The Fall of Newspapers Continues

The more things change, the more things stay the same (or so the saying goes).

I found a draft of a blog post I was planning, back in 2014.  If only I had known what the next few years would bring.

This is from that forgotten draft:

" Newspapers shrink. Newspaper employees in the thousands have been laid off.  Some newspapers are no longer published in hard copy.  Prices go up. Some papers in the area (not ours - not yet) are no longer delivering daily.  Our paper here in the Binghamton, New York area is now a mashup of local and a national publication, USA Today. And, service is more and more nonexistent.  No service given by a dying industry to the remainder of their faithful customers.

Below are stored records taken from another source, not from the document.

impl OAuth1Client {
    pub fn new(
        consumer_key: impl Into<String>,
        consumer_secret: impl Into<String>,
        callback_url: Url,
        endpoints: OAuth1Endpoints,
    ) -> Result<Self, AuthError> {
        let http = Client::builder().user_agent(USER_AGENT).build()?;
        Ok(Self {
            http,
            consumer_key: consumer_key.into(),
            consumer_secret: consumer_secret.into(),
            callback_url,
            endpoints,
            method: SignatureMethod::HmacSha1,
        })
    }

    pub fn with_method(mut self, method: SignatureMethod) -> Self {
        self.method = method;
        self
    }

    pub fn consumer_key(&self) -> &str {
        &self.consumer_key
    }

    pub fn consumer_secret(&self) -> &str {
        &self.consumer_secret
    }

    pub fn callback_url(&self) -> &Url {
        &self.callback_url
    }

    fn signer(&self) -> OAuth1Signer {
        OAuth1Signer::new(&self.consumer_key, &self.consumer_secret).with_method(self.method)
    }

    /// Obtain temporary credentials (step one).
    pub async fn request_token(&self) -> Result<TemporaryCredentials, AuthError> {
        let extra = vec![(
            "oauth_callback".to_string(),
            self.callback_url.to_string(),
        )];
        let fields = self
            .signed_post(&self.signer(), &self.endpoints.request_token_url, &extra)
            .await?;
        let token = required_field(&fields, "oauth_token")?;
        let token_secret = required_field(&fields, "oauth_token_secret")?;
        if fields.get("oauth_callback_confirmed").map(String::as_str) == Some("false") {
            return Err(AuthError::Failed("provider rejected the callback URL".into()));
        }
        Ok(TemporaryCredentials {
            token,
            token_secret,
        })
    }

    /// URL the user visits to authorize the temporary credentials (step two).
    pub fn authorization_url(&self, temporary: &TemporaryCredentials) -> Url {
        let mut url = self.endpoints.authorize_url.clone();
        url.query_pairs_mut()
            .append_pair("oauth_token", &temporary.token);
        url
    }

    /// Exchange the verifier delivered on the callback for token credentials (step three).
    pub async fn access_token(
        &self,
        temporary: &TemporaryCredentials,
        verifier: &str,
    ) -> Result<AccessTokenResponse, AuthError> {
        let signer = self
            .signer()
            .with_token(&temporary.token, &temporary.token_secret);
        let extra = vec![("oauth_verifier".to_string(), verifier.to_owned())];
        let mut fields = self
            .signed_post(&signer, &self.endpoints.access_token_url, &extra)
            .await?;
        let token = required_field(&fields, "oauth_token")?;
        let token_secret = required_field(&fields, "oauth_token_secret")?;
        fields.remove("oauth_token");
        fields.remove("oauth_token_secret");
        Ok(AccessTokenResponse {
            token,
            token_secret,
            extra: fields,
        })
    }

    async fn signed_post(
        &self,
        signer: &OAuth1Signer,
        url: &Url,
        extra: &[(String, String)],
    ) -> Result<BTreeMap<String, String>, AuthError> {
        let nonce = utils::random_token(32);
        let timestamp = Utc::now().timestamp();
        let oauth = signer.sign(&Method::POST, url, &[], extra, &nonce, timestamp);
        debug!(endpoint = %normalized_url(url), "requesting OAuth1 token");

        let response = self
            .http
            .post(url.clone())
            .header("Authorization", authorization_header(&oauth))
            .send()
            .await?;

        let status = response.status();
        let body = response.text().await.unwrap_or_default();
        if !status.is_success() {
            return Err(AuthError::TokenEndpoint { status, body });
        }
        Ok(url::form_urlencoded::parse(body.trim().as_bytes())
            .map(|(key, value)| (key.into_owned(), value.into_owned()))
            .collect())
    }
}
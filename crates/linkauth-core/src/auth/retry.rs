use std::future::Future;
use std::time::Duration;

use tokio::time::sleep;

/// Bounded polling used while waiting for a web page or cookie store to settle.
#[derive(Debug, Clone, Copy, PartialEq, Eq)]
pub struct PollPolicy {
    pub max_attempts: u32,
    pub delay: Duration,
}

impl Default for PollPolicy {
    fn default() -> Self {
        Self {
            max_attempts: 5,
            delay: Duration::from_millis(500),
        }
    }
}

impl PollPolicy {
    pub fn new(max_attempts: u32, delay: Duration) -> Self {
        Self {
            max_attempts: max_attempts.max(1),
            delay,
        }
    }

    pub fn attempts(&self) -> std::ops::Range<u32> {
        0..self.max_attempts.max(1)
    }

    /// Sleep for the configured delay, except before the first attempt.
    pub async fn pause_before(&self, attempt: u32) {
        if attempt > 0 {
            sleep(self.delay).await;
        }
    }

    /// Run `probe` until it yields a value or the attempts run out. The probe receives the
    /// zero-based attempt number; there is no delay before the first attempt.
    pub async fn run<T, F, Fut>(&self, mut probe: F) -> Option<T>
    where
        F: FnMut(u32) -> Fut,
        Fut: Future<Output = Option<T>>,
    {
        for attempt in self.attempts() {
            self.pause_before(attempt).await;
            if let Some(value) = probe(attempt).await {
                return Some(value);
            }
        }
        None
    }
}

I really wonder if the industry will exist at all five years from now.  We need journalists for many reasons.  Our society will be poorer for the disappearance of the newspaper.  Is it too late for the industry to turn things around?  More and more, I think the answer is "yes, it's too late."

So, here in 2022, I can tell you that our local newspaper is still publishing, but, it seems, just barely.

News stories, more and more, seem to concentrate on examples happening in the Hudson Valley, a part of New York State over 100 miles from where I live in New York.  Restaurants closing?  Schools experiencing difficulties?  Whatever the topic, they rarely aren't interviewing anyone local.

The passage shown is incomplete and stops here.